Wyoming, Nebraska joins 25-State lawsuit on new labor rule allowing asset managers to direct their clients’ retirement money to ESG investments
LINCOLN, Neb. (PRESS RELEASE) - Today, Attorney General Mike Hilgers joined Utah Attorney General Sean D. Reyes and Texas Attorney General Ken Paxton in a 25-state coalition in a lawsuit over a Department of Labor rule which would affect the retirement accounts of millions of people. The rule would allow 401(k) managers to direct their clients’ money to ESG (Environmental Social Governance) investments and runs contrary to the Employee Retirement Income Security Act of 1974 (ERISA).

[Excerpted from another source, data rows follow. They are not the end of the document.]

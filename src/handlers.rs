use crate::{
    AppState,
    auth::{AuthUser, MaybeAuthUser, SESSION_COOKIE, session_cookie},
    models::{
        AppointmentRecord, AuthResponse, AvailableSlots, CreateAppointmentRequest, Department,
        DoctorAppointment, DoctorProfile, DoctorRef, DoctorSchedule, ErrorResponse,
        GenerateReportRequest, LoginRequest, MessageResponse, PatientProfile, RecordVisitRequest,
        RegisterRequest, ReportHistoryItem, ReportResult, ReportType, Role, ScheduleWindow,
        SlotQuery, TableDump, UpdatePatientProfileRequest,
    },
    nav::{self, NavItem},
};
use axum::{
    Json,
    extract::{Path, Query, State},
    http::{HeaderMap, StatusCode, header},
    response::{AppendHeaders, IntoResponse},
};
use chrono::{Datelike, Duration, NaiveTime};

// --- Helpers ---

fn error_body(status: StatusCode, message: &str) -> (StatusCode, Json<ErrorResponse>) {
    (
        status,
        Json(ErrorResponse {
            error: message.to_string(),
        }),
    )
}

/// Session cookie attributes mirror the original portal: HttpOnly,
/// SameSite=Strict, scoped to the whole site.
fn set_session_cookie(session_id: uuid::Uuid, max_age_secs: i64) -> String {
    format!(
        "{SESSION_COOKIE}={session_id}; Path=/; HttpOnly; SameSite=Strict; Max-Age={max_age_secs}"
    )
}

fn clear_session_cookie() -> String {
    format!("{SESSION_COOKIE}=; Path=/; HttpOnly; SameSite=Strict; Max-Age=0")
}

/// compute_slots
///
/// Free 30-minute starts within a working window, minus booked times.
/// Pure; the booking handlers feed it repository data.
pub fn compute_slots(window: &ScheduleWindow, busy: &[NaiveTime]) -> Vec<String> {
    // Iterate by offset instead of advancing a NaiveTime: time-of-day
    // addition wraps at midnight, which would never reach end_time for a
    // late-evening window. An inverted window yields no slots.
    let minutes = window
        .end_time
        .signed_duration_since(window.start_time)
        .num_minutes();

    let mut slots = Vec::new();
    for offset in (0..minutes).step_by(30) {
        let slot = window.start_time + Duration::minutes(offset);
        if !busy.contains(&slot) {
            slots.push(slot.format("%H:%M").to_string());
        }
    }
    slots
}

/// ISO weekday (1 = Monday .. 7 = Sunday) as stored in `doctor_schedule`.
fn iso_weekday(date: chrono::NaiveDate) -> i16 {
    date.weekday().number_from_monday() as i16
}

// --- Auth Handlers ---

/// login
///
/// [Public Route] Verifies credentials and opens a server-side session,
/// handing the opaque id back as an HttpOnly cookie. Login and password
/// failures are indistinguishable to the caller.
#[utoipa::path(
    post,
    path = "/api/auth/login",
    request_body = LoginRequest,
    responses(
        (status = 200, description = "Authenticated", body = AuthResponse),
        (status = 401, description = "Bad credentials", body = ErrorResponse)
    )
)]
pub async fn login(
    State(state): State<AppState>,
    Json(payload): Json<LoginRequest>,
) -> Result<impl IntoResponse, (StatusCode, Json<ErrorResponse>)> {
    let user = state
        .repo
        .get_user_by_login(&payload.login)
        .await
        .ok_or_else(|| error_body(StatusCode::UNAUTHORIZED, "Invalid login or password"))?;

    let password_ok = bcrypt::verify(&payload.password, &user.password_hash).unwrap_or(false);
    if !password_ok {
        return Err(error_body(
            StatusCode::UNAUTHORIZED,
            "Invalid login or password",
        ));
    }

    let role = Role::parse(&user.role)
        .ok_or_else(|| error_body(StatusCode::UNAUTHORIZED, "Invalid login or password"))?;

    let ttl = Duration::hours(state.config.session_ttl_hours);
    let session_id = state.sessions.create(user.id, role, ttl).await;

    tracing::info!(user_id = user.id, role = role.as_str(), "login");

    Ok((
        AppendHeaders([(
            header::SET_COOKIE,
            set_session_cookie(session_id, ttl.num_seconds()),
        )]),
        Json(AuthResponse {
            user: crate::models::Identity {
                id: user.id,
                login: user.login,
                role,
            },
        }),
    ))
}

/// register
///
/// [Public Route] Creates a patient account. The duplicate-login check is
/// delegated to the repository transaction; a conflict answers 409.
#[utoipa::path(
    post,
    path = "/api/auth/register",
    request_body = RegisterRequest,
    responses(
        (status = 201, description = "Registered", body = MessageResponse),
        (status = 400, description = "Missing fields", body = ErrorResponse),
        (status = 409, description = "Login taken", body = ErrorResponse)
    )
)]
pub async fn register(
    State(state): State<AppState>,
    Json(payload): Json<RegisterRequest>,
) -> Result<(StatusCode, Json<MessageResponse>), (StatusCode, Json<ErrorResponse>)> {
    if payload.login.trim().is_empty() || payload.password.is_empty() {
        return Err(error_body(
            StatusCode::BAD_REQUEST,
            "Login and password are required",
        ));
    }

    let hash = bcrypt::hash(&payload.password, bcrypt::DEFAULT_COST)
        .map_err(|_| error_body(StatusCode::INTERNAL_SERVER_ERROR, "Registration failed"))?;

    match state.repo.create_patient(payload.login.trim(), &hash).await {
        Some(user_id) => {
            tracing::info!(user_id, "patient registered");
            Ok((
                StatusCode::CREATED,
                Json(MessageResponse {
                    message: "Registration successful".to_string(),
                }),
            ))
        }
        None => Err(error_body(
            StatusCode::CONFLICT,
            "A user with this login already exists",
        )),
    }
}

/// logout
///
/// [Public Route] Destroys the server-side session named by the cookie and
/// expires the cookie. Always succeeds, even without a session.
#[utoipa::path(
    post,
    path = "/api/auth/logout",
    responses((status = 200, description = "Logged out", body = MessageResponse))
)]
pub async fn logout(State(state): State<AppState>, headers: HeaderMap) -> impl IntoResponse {
    if let Some(session_id) = session_cookie(&headers) {
        state.sessions.destroy(session_id).await;
    }
    (
        AppendHeaders([(header::SET_COOKIE, clear_session_cookie())]),
        Json(MessageResponse {
            message: "Logged out".to_string(),
        }),
    )
}

/// me
///
/// [Authenticated Route] Identity restore used at client startup: resolves
/// the session cookie back into the user. A 401 here is what turns the
/// client's session snapshot anonymous-but-initialized.
#[utoipa::path(
    get,
    path = "/api/auth/me",
    responses(
        (status = 200, description = "Current identity", body = AuthResponse),
        (status = 401, description = "No live session")
    )
)]
pub async fn me(user: AuthUser) -> Json<AuthResponse> {
    Json(AuthResponse {
        user: user.identity(),
    })
}

/// navigation
///
/// [Public Route] Menu links for the current identity, derived by the
/// navigation composer. Anonymous callers get the anonymous menu.
#[utoipa::path(
    get,
    path = "/api/nav",
    responses((status = 200, description = "Visible menu", body = [NavItem]))
)]
pub async fn navigation(MaybeAuthUser(user): MaybeAuthUser) -> Json<Vec<NavItem>> {
    Json(nav::compose(user.map(|u| u.role)))
}

// --- Schedule Handlers ---

/// get_departments
///
/// [Public Route] Clinic departments for the booking flow's first step.
#[utoipa::path(
    get,
    path = "/api/schedule/departments",
    responses((status = 200, description = "Departments", body = [Department]))
)]
pub async fn get_departments(State(state): State<AppState>) -> Json<Vec<Department>> {
    Json(state.repo.get_departments().await)
}

/// get_doctors_schedule
///
/// [Public Route] Every doctor with their weekly working windows.
#[utoipa::path(
    get,
    path = "/api/schedule/doctors",
    responses((status = 200, description = "Doctors with schedules", body = [DoctorSchedule]))
)]
pub async fn get_doctors_schedule(State(state): State<AppState>) -> Json<Vec<DoctorSchedule>> {
    Json(state.repo.get_doctor_schedules(None).await)
}

/// get_doctors_by_department
///
/// [Public Route] Doctors of one department with their weekly schedules.
#[utoipa::path(
    get,
    path = "/api/schedule/doctors/{department_id}",
    params(("department_id" = i64, Path, description = "Department ID")),
    responses((status = 200, description = "Doctors with schedules", body = [DoctorSchedule]))
)]
pub async fn get_doctors_by_department(
    State(state): State<AppState>,
    Path(department_id): Path<i64>,
) -> Json<Vec<DoctorSchedule>> {
    Json(state.repo.get_doctor_schedules(Some(department_id)).await)
}

// --- Appointment Handlers ---

/// get_available_slots
///
/// [Authenticated Route] Free 30-minute slots for a doctor on a date:
/// the working window for that weekday minus already-booked times.
#[utoipa::path(
    get,
    path = "/api/appointment/available-slots",
    responses(
        (status = 200, description = "Free slots", body = AvailableSlots),
        (status = 404, description = "Doctor does not practice that day", body = ErrorResponse)
    )
)]
pub async fn get_available_slots(
    _user: AuthUser,
    State(state): State<AppState>,
    Query(query): Query<SlotQuery>,
) -> Result<Json<AvailableSlots>, (StatusCode, Json<ErrorResponse>)> {
    let window = state
        .repo
        .get_schedule_window(query.doctor_id, iso_weekday(query.date))
        .await
        .ok_or_else(|| {
            error_body(
                StatusCode::NOT_FOUND,
                "The doctor does not practice on this day",
            )
        })?;

    let busy = state
        .repo
        .get_booked_times(query.doctor_id, query.date)
        .await;

    Ok(Json(AvailableSlots {
        date: query.date,
        doctor_id: query.doctor_id,
        available_slots: compute_slots(&window, &busy),
    }))
}

/// create_appointment
///
/// [Patient Route] Books a slot. The slot check plus the unique index in
/// the repository make double-booking answer 409 instead of silently
/// overwriting.
#[utoipa::path(
    post,
    path = "/api/appointment/create",
    request_body = CreateAppointmentRequest,
    responses(
        (status = 201, description = "Booked", body = MessageResponse),
        (status = 403, description = "Not a patient"),
        (status = 409, description = "Slot already taken", body = ErrorResponse)
    )
)]
pub async fn create_appointment(
    user: AuthUser,
    State(state): State<AppState>,
    Json(payload): Json<CreateAppointmentRequest>,
) -> Result<(StatusCode, Json<MessageResponse>), (StatusCode, Json<ErrorResponse>)> {
    user.require(&[Role::Patient])
        .map_err(|status| error_body(status, "Only patients can book appointments"))?;

    let time = NaiveTime::parse_from_str(&payload.time, "%H:%M")
        .map_err(|_| error_body(StatusCode::BAD_REQUEST, "Time must be HH:MM"))?;

    let window = state
        .repo
        .get_schedule_window(payload.doctor_id, iso_weekday(payload.date))
        .await
        .ok_or_else(|| {
            error_body(
                StatusCode::NOT_FOUND,
                "The doctor does not practice on this day",
            )
        })?;

    if time < window.start_time || time >= window.end_time {
        return Err(error_body(
            StatusCode::BAD_REQUEST,
            "Time is outside the doctor's working hours",
        ));
    }

    if state
        .repo
        .slot_taken(payload.doctor_id, payload.date, time)
        .await
    {
        return Err(error_body(StatusCode::CONFLICT, "This slot is taken"));
    }

    let patient_id = state
        .repo
        .patient_id_for_user(user.id)
        .await
        .ok_or_else(|| error_body(StatusCode::NOT_FOUND, "Patient record not found"))?;

    let booked = state
        .repo
        .create_appointment(payload.doctor_id, patient_id, payload.date, time, &window.cabinet)
        .await;

    if booked {
        Ok((
            StatusCode::CREATED,
            Json(MessageResponse {
                message: "Appointment created".to_string(),
            }),
        ))
    } else {
        // Lost the race to another booking after the slot check.
        Err(error_body(StatusCode::CONFLICT, "This slot is taken"))
    }
}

The new rule, “Prudence and Loyalty in Selecting Plan Investments and Exercising Shareholder Rights,” will take effect on January 30, 2023. Two-thirds of the U.S. population’s retirement savings accounts would be affected, totaling $12 trillion in assets. The states argue that the Department of Labor is exceeding its authority by promulgating this rule.
From the complaint: “[T]he 2022 Investment Duties Rule makes changes that authorize fiduciaries to consider and promote “nonpecuniary benefits” when making investment decisions. … Contrary to Congress’s clear intent, these changes make it easier for fiduciaries to act with mixed motives. They also make it harder for beneficiaries to police such conduct.”
The 25 states joining in this lawsuit are: Alabama, Alaska, Arkansas, Florida, Georgia, Idaho, Indiana, Iowa, Kansas, Kentucky, Louisiana, Mississippi, Missouri, Montana, Nebraska, New Hampshire, North Dakota, Ohio, South Carolina, Tennessee, Texas, Utah, Virginia, West Virginia, and Wyoming.